## RECORDS TO USE
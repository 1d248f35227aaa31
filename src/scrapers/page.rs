//! Readable-text extraction from article pages.
//!
//! Pages are downloaded through any [`FetchAsync`] source (in production the
//! retrying HTTP fetcher from [`crate::api::retrying_fetcher`]) and parsed
//! with `scraper`.
//! Paragraph text is taken from the most specific container available:
//!
//! 1. `<article>` paragraphs
//! 2. `<main>` paragraphs
//! 3. every `<p>` on the page
//!
//! Paragraphs are whitespace-collapsed and joined with blank lines, so the
//! summarizer treats each paragraph break as a sentence boundary.

use crate::api::FetchAsync;
use crate::models::NewsArticle;
use crate::utils::collapse_whitespace;
use once_cell::sync::Lazy;
use scraper::{Html, Selector};
use std::error::Error;
use tracing::{info, instrument};

static PARAGRAPH_SELECTORS: Lazy<Vec<Selector>> = Lazy::new(|| {
    ["article p", "main p", "p"]
        .iter()
        .map(|s| Selector::parse(s).expect("paragraph selector is valid"))
        .collect()
});

static HEADLINE_SELECTORS: Lazy<Vec<Selector>> = Lazy::new(|| {
    ["h1", "title"]
        .iter()
        .map(|s| Selector::parse(s).expect("headline selector is valid"))
        .collect()
});

/// Fetch a single article page and extract its readable text.
///
/// # Returns
///
/// `Ok(None)` when the page downloaded but contained no paragraph text.
#[instrument(level = "info", skip_all, fields(%url))]
pub async fn fetch_article<F>(pages: &F, url: &str) -> Result<Option<NewsArticle>, Box<dyn Error>>
where
    F: FetchAsync<Response = String>,
{
    let body = pages.fetch(url).await?;
    let article = extract_article(url, &body);

    match &article {
        Some(a) => info!(bytes = a.content.len(), "Parsed article page"),
        None => info!("No readable text on page"),
    }
    Ok(article)
}

/// Parse `html` into a [`NewsArticle`], or `None` without paragraph text.
pub fn extract_article(url: &str, html: &str) -> Option<NewsArticle> {
    let document = Html::parse_document(html);

    let content = PARAGRAPH_SELECTORS.iter().find_map(|selector| {
        let paragraphs: Vec<String> = document
            .select(selector)
            .map(|p| collapse_whitespace(&p.text().collect::<String>()))
            .filter(|p| !p.is_empty())
            .collect();
        (!paragraphs.is_empty()).then(|| paragraphs.join("\n\n"))
    })?;

    let headline = HEADLINE_SELECTORS.iter().find_map(|selector| {
        document
            .select(selector)
            .map(|h| collapse_whitespace(&h.text().collect::<String>()))
            .find(|h| !h.is_empty())
    });

    Some(NewsArticle {
        source: url.to_string(),
        headline,
        content,
    })
}

#[cfg(test)]
mod tests {
    use super::*;

    const URL: &str = "https://example.com/story";

    #[test]
    fn test_prefers_article_paragraphs() {
        let html = r#"
            <html><head><title>Site | Story</title></head>
            <body>
              <nav><p>Subscribe now</p></nav>
              <article>
                <h1>  Council passes
                   budget </h1>
                <p>The council   voted on Monday.</p>
                <p>
                  The budget adds bus routes.
                </p>
                <p>   </p>
              </article>
              <footer><p>Copyright</p></footer>
            </body></html>"#;

        let article = extract_article(URL, html).unwrap();
        assert_eq!(article.source, URL);
        assert_eq!(article.headline.as_deref(), Some("Council passes budget"));
        assert_eq!(
            article.content,
            "The council voted on Monday.\n\nThe budget adds bus routes."
        );
    }

    #[test]
    fn test_falls_back_to_main_then_any_paragraph() {
        let html = "<body><main><p>Main text.</p></main><p>Aside.</p></body>";
        let article = extract_article(URL, html).unwrap();
        assert_eq!(article.content, "Main text.");

        let html = "<html><head><title>Only title</title></head><body><div><p>Loose text.</p></div></body></html>";
        let article = extract_article(URL, html).unwrap();
        assert_eq!(article.content, "Loose text.");
        assert_eq!(article.headline.as_deref(), Some("Only title"));
    }

    #[test]
    fn test_script_and_style_are_ignored() {
        let html = "<body><script>var x = 1;</script><style>p { color: red }</style><p>Real text.</p></body>";
        let article = extract_article(URL, html).unwrap();
        assert_eq!(article.content, "Real text.");
        assert_eq!(article.headline, None);
    }

    #[test]
    fn test_page_without_paragraphs_is_none() {
        assert!(extract_article(URL, "<html><body><div>Just a div</div></body></html>").is_none());
        assert!(extract_article(URL, "").is_none());
    }
}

## ASSIGNMENT
What is needed is an exact copy of the lines from the start of the listing through the line where "use crate::models::NewsArticle;" sits, please, both end lines included and nothing more.

## TASK OUTPUT
repository 1d248f35227aaa31
filename src/scrapers/page.rs
//! Readable-text extraction from article pages.
//!
//! Pages are downloaded through any [`FetchAsync`] source (in production the
//! retrying HTTP fetcher from [`crate::api::retrying_fetcher`]) and parsed
//! with `scraper`.
//! Paragraph text is taken from the most specific container available:
//!
//! 1. `<article>` paragraphs
//! 2. `<main>` paragraphs
//! 3. every `<p>` on the page
//!
//! Paragraphs are whitespace-collapsed and joined with blank lines, so the
//! summarizer treats each paragraph break as a sentence boundary.

use crate::api::FetchAsync;
use crate::models::NewsArticle;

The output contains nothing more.